O primeiro-ministro da Índia, Atal Behari Vajpayee, rechaçou uma oferta de diálogo feita hoje pelo presidente paquistanês, general Pervez Musharraf, durante uma reunião de líderes do Sul da Ásia no Nepal. Musharraf afirmou que estava preparado para "estender a mão da amizade genuína e sincera" à Índia. Logo em seguida, o líder do Paquistão cumpriu literalmente o prometido: dirigiu-se a Vajpayee e apertou sua mão - um gesto ao qual o líder do país vizinho respondeu com um sorriso. Mais tarde, em seu discurso na reunião de cúpula, Vajpayee convocou Musharraf a transformar sua proposta em ação e acabar com o que chamou de "violência sem sentido" que vem sendo perpetrada por terroristas em solo indiano. "O terrorismo tem que ser atacado de maneira global e abrangente", disse o premier. "A comunidade internacional concordou que nenhum país permitirá que seu território seja usado ativa ou passivamente para financiar, abrigar, armar ou treinar grupos terroristas." Depois de pronunciar seu discurso, Vajpayee ignorou Musharraf ao passar por ele sem olhá-lo nem oferecer a mão. A tensão crescente entre Índia e Paquistão foi o centro das discussões, em Katmandu, dos sete países que formam a Associação do Sul da Ásia para a Cooperação Regional (SAARC).
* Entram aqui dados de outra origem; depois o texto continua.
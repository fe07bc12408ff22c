//! Owned single-channel f32 raster in row-major layout (stride == width).
//!
//! Used both for the full amplitude raster handed to the coarse detector and
//! for the crops and synthetic renderings handled by the model refiner.
use super::traits::{ImageView, ImageViewMut};

#[derive(Clone, Debug, PartialEq)]
pub struct ImageF32 {
    /// Raster width in pixels
    pub w: usize,
    /// Raster height in pixels
    pub h: usize,
    /// Number of f32 elements between consecutive rows (equals `w`)
    pub stride: usize,
    /// Backing storage in row-major order
    pub data: Vec<f32>,
}

impl ImageF32 {
    /// Construct a zero-initialized buffer of size `w × h`.
    pub fn new(w: usize, h: usize) -> Self {
        Self::filled(w, h, 0.0)
    }

    /// Construct a buffer of size `w × h` with every sample set to `value`.
    pub fn filled(w: usize, h: usize, value: f32) -> Self {
        Self {
            w,
            h,
            stride: w,
            data: vec![value; w * h],
        }
    }

    /// Wrap an existing row-major buffer. Returns `None` when the length does
    /// not match `w × h`.
    pub fn from_vec(w: usize, h: usize, data: Vec<f32>) -> Option<Self> {
        (data.len() == w * h).then_some(Self {
            w,
            h,
            stride: w,
            data,
        })
    }

    #[inline]
    /// Convert (x, y) to a linear index into `data`.
    pub fn idx(&self, x: usize, y: usize) -> usize {
        y * self.stride + x
    }
    #[inline]
    /// Get the sample at column `x`, row `y`.
    pub fn get(&self, x: usize, y: usize) -> f32 {
        self.data[self.idx(x, y)]
    }
    #[inline]
    /// Set the sample at column `x`, row `y`.
    pub fn set(&mut self, x: usize, y: usize, v: f32) {
        let i = self.idx(x, y);
        self.data[i] = v;
    }

    /// True when the raster holds no samples.
    pub fn is_empty(&self) -> bool {
        self.w == 0 || self.h == 0
    }

    /// Copy the window `[x0, x1) × [y0, y1)` into a new raster.
    ///
    /// The window is clipped to the raster bounds; a window that ends up empty
    /// yields a zero-sized raster.
    pub fn crop(&self, x0: usize, y0: usize, x1: usize, y1: usize) -> ImageF32 {
        let x1 = x1.min(self.w);
        let y1 = y1.min(self.h);
        let x0 = x0.min(x1);
        let y0 = y0.min(y1);
        let w = x1 - x0;
        let h = y1 - y0;
        let mut data = Vec::with_capacity(w * h);
        for y in y0..y1 {
            data.extend_from_slice(&self.row(y)[x0..x1]);
        }
        ImageF32 {
            w,
            h,
            stride: w,
            data,
        }
    }

    /// Apply `f` to every sample, returning a new raster of the same shape.
    pub fn map(&self, f: impl Fn(f32) -> f32) -> ImageF32 {
        let mut out = ImageF32::new(self.w, self.h);
        for (dst, src) in out.rows_mut().zip(self.rows()) {
            for (d, &s) in dst.iter_mut().zip(src) {
                *d = f(s);
            }
        }
        out
    }
}

impl ImageView for ImageF32 {
    type Pixel = f32;

    #[inline]
    fn width(&self) -> usize {
        self.w
    }
    #[inline]
    fn height(&self) -> usize {
        self.h
    }
    #[inline]
    fn row(&self, y: usize) -> &[f32] {
        let start = y * self.stride;
        &self.data[start..start + self.w]
    }
}

impl ImageViewMut for ImageF32 {
    fn rows_mut(&mut self) -> std::slice::ChunksExactMut<'_, f32> {
        let len = self.w * self.h;
        // `chunks_exact_mut` panics on a zero chunk size; an empty raster has
        // no rows either way.
        self.data[..len].chunks_exact_mut(self.w.max(1))
    }
}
A atual disputa entre os dois vizinhos foi desencadeada pelo atentado suicida no Parlamento da Índia, em 13 de dezembro, atribuído por Nova Délhi a militantes baseados no Paquistão. Na fronteira comum de 1.800 quilômetros, as "forças indianas continuam em estado de alerta", disse o chanceler indiano, Jaswant Singh, depois de uma reunião em Katmandu. Durante seu discurso aos líderes da região, Musharraf afirmou que a paz entre Índia e Paquistão - ambas nações dotadas de arsenal nuclear - era crucial para a segurança no sul da Ásia.